START Provided entries

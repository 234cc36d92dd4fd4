//! Repository layer for data access

pub mod broadcasts;
pub mod contacts;
pub mod message_history;
pub mod templates;
pub mod webhook_events;
pub mod workspaces;

pub use broadcasts::{
    in_transaction, BroadcastPage, BroadcastRepository, BroadcastTx, DbBroadcastRepository,
    ListBroadcastsParams, TxFuture, TxWork,
};
pub use contacts::{ContactRepository, DbContactRepository};
pub use message_history::{DbMessageHistoryRepository, MessageHistoryRepository};
pub use templates::{DbTemplateRepository, TemplateRepository};
pub use webhook_events::{DbWebhookEventRepository, WebhookEventPage, WebhookEventRepository};
pub use workspaces::{DbWorkspaceRepository, WorkspaceRepository};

END Provided entries

Activity:
Wherever the string "workspaces" appears in a line of the records above, copy that line.

Result of this task:
pub mod workspaces;
pub use workspaces::{DbWorkspaceRepository, WorkspaceRepository};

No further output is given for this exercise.